I don't think the language really makes it clear whether overflows and 
underflows are well-defined. Do we guarantee that for any integral type 
T, T.max + 1 == T.min and T.min - 1 == T.max?

This is relevant in particular for GDC and LDC since they target a lot 
of weird architectures.

-- 
- Alex
May 05, 2012
Re: Integer overflow and underflow semantics
On Saturday, 5 May 2012 at 04:57:48 UTC, Alex Rønne Petersen 
wrote:
> Hi,
>
> I don't think the language really makes it clear whether 
> overflows and underflows are well-defined. Do we guarantee that 
> for any integral type T, T.max + 1 == T.min and T.min - 1 == 
> T.max?
>
> This is relevant in particular for GDC and LDC since they 
> target a lot of weird architectures.

 Any systems that implement a carry flag likely works exactly 
like that. Carry flag is set or cleared after a math operation, 
allowing you to extend the size of your integer any level you 
want, like in oh the 6502?

 Might look something like this: Been a while but you should get 
the idea

 clc ;clear carry
loop_here:
 mov ax, [bx]
 adc [dx], ax
 inc bx
 inc dx
 dec cx
 cmp cx, 0
 jne loop_here

 ;if carry after this point then...
 jc overflow_warning
May 05, 2012
Re: Integer overflow and underflow semantics
On 05-05-2012 07:32, Era Scarecrow wrote:
> On Saturday, 5 May 2012 at 04:57:48 UTC, Alex Rønne Petersen wrote:
>> Hi,
>>
>> I don't think the language really makes it clear whether overflows and
>> underflows are well-defined. Do we guarantee that for any integral
>> type T, T.max + 1 == T.min and T.min - 1 == T.max?
>>
>> This is relevant in particular for GDC and LDC since they target a lot
>> of weird architectures.
>
> Any systems that implement a carry flag likely works exactly like that.
> Carry flag is set or cleared after a math operation, allowing you to
> extend the size of your integer any level you want, like in oh the 6502?
>
> Might look something like this: Been a while but you should get the idea
>
> clc ;clear carry
> loop_here:
> mov ax, [bx]
> adc [dx], ax
> inc bx
> inc dx
> dec cx
> cmp cx, 0
> jne loop_here
>
> ;if carry after this point then...
> jc overflow_warning
>

Right, but the question was whether the language guarantees what I 
described. C and C++ don't, and IMO, we should strive to fix that.

-- 
- Alex
May 05, 2012
Re: Integer overflow and underflow semantics
On Saturday, 5 May 2012 at 07:10:28 UTC, Alex Rønne Petersen 
wrote:

> Right, but the question was whether the language guarantees 
> what I described. C and C++ don't, and IMO, we should strive to 
> fix that.

 I can't see why it wouldn't, unless the compiler adds in checks 
and changes it's behavior or the assembler does it's own quirky 
magic. The bit patterns of how they end up are pretty fixed, it's 
just how we interpret them.

 I know before when i needed to know if it overflowed and 
simulated the carry flag, i ended up using a larger type of int. 
(This was for a custom multiple precision unsigned ints)

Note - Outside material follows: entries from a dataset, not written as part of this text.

#[cfg(test)]
mod tests {
    use super::*;
    use crate::slots::element::SlotPos;

    struct FakeSurface {
        id: String,
        containers: Vec<UiContainer>,
        elements: Vec<UiElement>,
    }

    impl UiSurface for FakeSurface {
        fn surface_id(&self) -> &str {
            &self.id
        }

        fn containers(&self) -> Vec<UiContainer> {
            self.containers.clone()
        }

        fn elements(&self) -> Vec<UiElement> {
            self.elements.clone()
        }

        fn element_detail(&self, id: &str) -> Option<String> {
            (id == "save").then(|| "Saves the current game".to_string())
        }
    }

    fn element(id: &str, x: f32, y: f32, container: Option<&str>) -> UiElement {
        UiElement {
            id: id.to_string(),
            label: id.to_string(),
            kind: ElementKind::Button,
            pos: SlotPos::new(x, y),
            container: container.map(str::to_string),
            interactive: true,
        }
    }

    fn flat_surface() -> FakeSurface {
        FakeSurface {
            id: "main".to_string(),
            containers: vec![],
            elements: vec![
                element("c", 0.0, 20.0, None),
                element("a", 0.0, 0.0, None),
                element("d", 10.0, 20.0, None),
                element("b", 10.0, 0.0, None),
            ],
        }
    }

    fn grouped_surface() -> FakeSurface {
        FakeSurface {
            id: "panel".to_string(),
            containers: vec![
                UiContainer {
                    id: "top".to_string(),
                    label: "Header".to_string(),
                    pos: SlotPos::new(0.0, 0.0),
                },
                UiContainer {
                    id: "bottom".to_string(),
                    label: "Footer".to_string(),
                    pos: SlotPos::new(0.0, 100.0),
                },
            ],
            elements: vec![
                element("save", 0.0, 101.0, Some("bottom")),
                element("load", 10.0, 101.0, Some("bottom")),
                element("title", 0.0, 1.0, Some("top")),
            ],
        }
    }

    #[test]
    fn flat_fallback_wraps_after_count_moves() {
        let mut cursor = SlotCursor::new();
        cursor.sync(&flat_surface());
        let first = cursor.current_element().unwrap().id.clone();
        assert_eq!(first, "a");
        for _ in 0..4 {
            assert!(cursor.move_next());
        }
        assert_eq!(cursor.current_element().unwrap().id, first);
    }

    #[test]
    fn discovery_orders_by_reading_position() {
        let mut cursor = SlotCursor::new();
        cursor.sync(&flat_surface());
        let mut seen = vec![cursor.current_element().unwrap().id.clone()];
        for _ in 0..3 {
            cursor.move_next();
            seen.push(cursor.current_element().unwrap().id.clone());
        }
        assert_eq!(seen, ["a", "b", "c", "d"]);
    }

    #[test]
    fn sync_is_idempotent_for_the_same_surface() {
        let mut cursor = SlotCursor::new();
        let surface = flat_surface();
        assert!(cursor.sync(&surface));
        cursor.move_next();
        assert!(!cursor.sync(&surface));
        assert_eq!(cursor.current_element().unwrap().id, "b");
    }

    #[test]
    fn surface_change_triggers_rediscovery() {
        let mut cursor = SlotCursor::new();
        cursor.sync(&flat_surface());
        cursor.move_next();
        assert!(cursor.sync(&grouped_surface()));
        assert_eq!(cursor.current_container().unwrap().label, "Header");
    }

    #[test]
    fn child_boundary_advances_to_sibling_container() {
        let mut cursor = SlotCursor::new();
        cursor.sync(&grouped_surface());
        assert!(cursor.drill_down());
        assert_eq!(cursor.current_element().unwrap().id, "title");
        cursor.move_next();
        // Header has one child; next lands on Footer's first child.
        assert_eq!(cursor.current_element().unwrap().id, "save");
        cursor.move_previous();
        assert_eq!(cursor.current_element().unwrap().id, "title");
    }

    #[test]
    fn back_out_returns_to_containers_only_when_grouped() {
        let mut cursor = SlotCursor::new();
        cursor.sync(&grouped_surface());
        cursor.drill_down();
        assert!(cursor.back_out());
        assert!(!cursor.back_out());

        let mut flat = SlotCursor::new();
        flat.sync(&flat_surface());
        assert!(!flat.back_out());
    }

    #[test]
    fn activation_tokens_carry_the_element_id() {
        let mut cursor = SlotCursor::new();
        cursor.sync(&flat_surface());
        let token = cursor.activate().unwrap();
        assert_eq!(token.as_str(), "ui.click a");
    }

    #[test]
    fn spoken_lines_cover_elements_containers_and_empty() {
        let mut cursor = SlotCursor::new();
        assert_eq!(cursor.spoken_current(), "No elements");
        cursor.sync(&grouped_surface());
        assert_eq!(cursor.spoken_current(), "Header panel, 1 control");
        cursor.drill_down();
        assert_eq!(cursor.spoken_current(), "title, button");
    }

    #[test]
    fn read_detail_prefers_host_detail() {
        let mut cursor = SlotCursor::new();
        let surface = grouped_surface();
        cursor.sync(&surface);
        cursor.move_next();
        cursor.drill_down();
        assert_eq!(cursor.read_detail(&surface), "Saves the current game");
    }
}
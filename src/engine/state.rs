//! The navigation cursor and its state machine.
//!
//! [`NavigationState`] is the single mutable cursor over the
//! Screens → Items → Sections → SectionItems tree: current indices at every
//! level, the one-slot section cache, and the drill/back transitions between
//! levels. It owns no screen data — every operation takes the screen list
//! and the host context explicitly, which keeps the machine testable without
//! a live host.
//!
//! # Invariants
//!
//! - Indices are valid for the current list lengths, or are clamped back
//!   into range by the next operation that touches them; shrinking lists
//!   never cause a failure.
//! - A failed host read leaves the cursor exactly where it was.
//! - Cached section data never outlives the item index it was fetched for,
//!   a refresh, or a dispatched action.

use crate::domain::{CommandToken, Result};
use crate::engine::modes::NavLevel;
use crate::screens::{Screen, Section, SectionCache, SectionItem};

/// Result of a drill-down attempt.
///
/// Tells the caller whether to re-announce the new position (`Drilled`),
/// hand the token to the dispatcher and stay silent (`Activated` — the
/// dispatched action owns its own speech), switch to grid mode
/// (`EnteredGrid`), or do nothing at all.
#[derive(Debug)]
pub enum DrillOutcome {
    /// The cursor moved one level deeper.
    Drilled,
    /// The target exposed an activation command; no level change.
    Activated(CommandToken),
    /// The target is a composite grid; control passes to grid mode.
    EnteredGrid(crate::grid::GridModel),
    /// The target offers nothing to drill into or activate.
    Nothing,
}

/// Nested drill behind a [`SectionItem`] secondary id.
#[derive(Debug)]
struct SubDrill {
    /// The secondary id this drill was resolved from, kept for resync.
    origin: String,
    sections: Vec<Section>,
    section_index: usize,
    entry_index: usize,
}

/// The single mutable cursor over the navigation tree.
#[derive(Debug)]
pub struct NavigationState {
    screen_index: usize,
    item_index: usize,
    section_index: usize,
    entry_index: usize,
    sub: Option<SubDrill>,
    level: NavLevel,
    cache: SectionCache,
}

impl Default for NavigationState {
    fn default() -> Self {
        Self::new()
    }
}
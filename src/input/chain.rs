//! Explicit priority chain for command routing.
//!
//! Several handlers can plausibly claim the same logical command: the
//! pre-game menu walker, the slot cursor, the review-mode engine, and the
//! global time controls. Rather than inferring precedence from scattered
//! conditionals, the chain is an ordered list where each handler declares
//! the command set it claims; the first claimant wins and shadows the rest.
//!
//! The fixed default order: menu (only while the pre-game menu is active),
//! slot cursor (only while enabled, except its own toggle), review
//! navigation, and time controls last — so time commands work at any
//! navigation depth, and the number row selects menu entries while the menu
//! is open but sets game speed everywhere else.

use crate::input::command::NavCommand;

/// The handlers a command can be routed to.
#[derive(Debug, Clone, Copy, PartialEq, Eq)]
pub enum HandlerId {
    /// Pre-game menu walker (over the live menu surface).
    Menu,
    /// Slot cursor over live UI elements.
    Slots,
    /// The review-mode navigation engine.
    Review,
    /// Global time controls, dispatched straight to the host.
    TimeControl,
}

/// Per-frame facts the routing decision depends on.
#[derive(Debug, Clone, Copy, Default)]
pub struct RouteContext {
    /// Whether the host's pre-game menu is active.
    pub menu_active: bool,
    /// Whether the slot cursor is currently enabled.
    pub slots_active: bool,
}

/// Ordered handler chain.
#[derive(Debug)]
pub struct HandlerChain {
    order: Vec<HandlerId>,
}

impl Default for HandlerChain {
    fn default() -> Self {
        Self {
            order: vec![
                HandlerId::Menu,
                HandlerId::Slots,
                HandlerId::Review,
                HandlerId::TimeControl,
            ],
        }
    }
}

impl HandlerChain {
    #[must_use]
    pub fn new() -> Self {
        Self::default()
    }

    /// Routes a command to the first handler that claims it, or `None` when
    /// nothing does.
    #[must_use]
    pub fn route(&self, command: NavCommand, ctx: RouteContext) -> Option<HandlerId> {
        self.order
            .iter()
            .copied()
            .find(|id| claims(*id, command, ctx))
    }
}

fn claims(id: HandlerId, command: NavCommand, ctx: RouteContext) -> bool {
    match id {
        HandlerId::Menu => {
            ctx.menu_active
                && matches!(
                    command,
                    NavCommand::MoveUp
                        | NavCommand::MoveDown
                        | NavCommand::MoveLeft
                        | NavCommand::MoveRight
                        | NavCommand::Activate
                        | NavCommand::Cancel
                        | NavCommand::ReadDetail
                        | NavCommand::ListAll
                        | NavCommand::TimeSetSpeed(_)
                )
        }
        HandlerId::Slots => {
            matches!(command, NavCommand::SlotToggle)
                || (ctx.slots_active
                    && matches!(
                        command,
                        NavCommand::MoveUp
                            | NavCommand::MoveDown
                            | NavCommand::MoveLeft
                            | NavCommand::MoveRight
                            | NavCommand::Activate
                            | NavCommand::Cancel
                            | NavCommand::ReadDetail
                    ))
        }
        HandlerId::Review => !command.is_time_control() && command != NavCommand::SlotToggle,
        HandlerId::TimeControl => command.is_time_control(),
    }
}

 Of course now that I think about it, if anything ends up using 
MMX for it's registers, the rules do change a little. MMX don't 
overflow if I remember right, they just cap/truncate to the 
Max/Min. Since it's intended more for multimedia... If the 
compiler uses those, I can't tell you what would happen.
May 05, 2012
Re: Integer overflow and underflow semantics
On 05-05-2012 10:23, Era Scarecrow wrote:
> On Saturday, 5 May 2012 at 07:10:28 UTC, Alex Rønne Petersen wrote:
>
>> Right, but the question was whether the language guarantees what I
>> described. C and C++ don't, and IMO, we should strive to fix that.
>
> I can't see why it wouldn't, unless the compiler adds in checks and
> changes it's behavior or the assembler does it's own quirky magic. The
> bit patterns of how they end up are pretty fixed, it's just how we
> interpret them.

It all depends. GCC (and thus GDC) can target very exotic architectures 
where any assumptions may not, for whatever reason, hold true. This is a 
language design issue more than it's a "how does architecture X or 
compiler Y work" issue.

An interesting problem with undefined behavior for integer overflow and 
underflow in C/C++ is that optimizers are basically free to do anything 
with regards to them, and often do whatever is more convenient for them.

>
> I know before when i needed to know if it overflowed and simulated the
> carry flag, i ended up using a larger type of int. (This was for a
> custom multiple precision unsigned ints)
>
>
>
> Of course now that I think about it, if anything ends up using MMX for
> it's registers, the rules do change a little. MMX don't overflow if I
> remember right, they just cap/truncate to the Max/Min. Since it's
> intended more for multimedia... If the compiler uses those, I can't tell
> you what would happen.

Right, but it's not so much about what *would* happen as much as it is 
about what *should* happen. ;)

-- 
- Alex
May 05, 2012
Re: Integer overflow and underflow semantics
On 5 May 2012 11:42, Alex Rønne Petersen <xtzgzorex@gmail.com> wrote:

> On 05-05-2012 10:23, Era Scarecrow wrote:
>
>> On Saturday, 5 May 2012 at 07:10:28 UTC, Alex Rønne Petersen wrote:
>>
>>  Right, but the question was whether the language guarantees what I
>>> described. C and C++ don't, and IMO, we should strive to fix that.
>>>
>>
>> I can't see why it wouldn't, unless the compiler adds in checks and
>> changes it's behavior or the assembler does it's own quirky magic. The
>> bit patterns of how they end up are pretty fixed, it's just how we
>> interpret them.
>>
>
> It all depends. GCC (and thus GDC) can target very exotic architectures
> where any assumptions may not, for whatever reason, hold true. This is a
> language design issue more than it's a "how does architecture X or compiler
> Y work" issue.
>
> An interesting problem with undefined behavior for integer overflow and
> underflow in C/C++ is that optimizers are basically free to do anything
> with regards to them, and often do whatever is more convenient for them.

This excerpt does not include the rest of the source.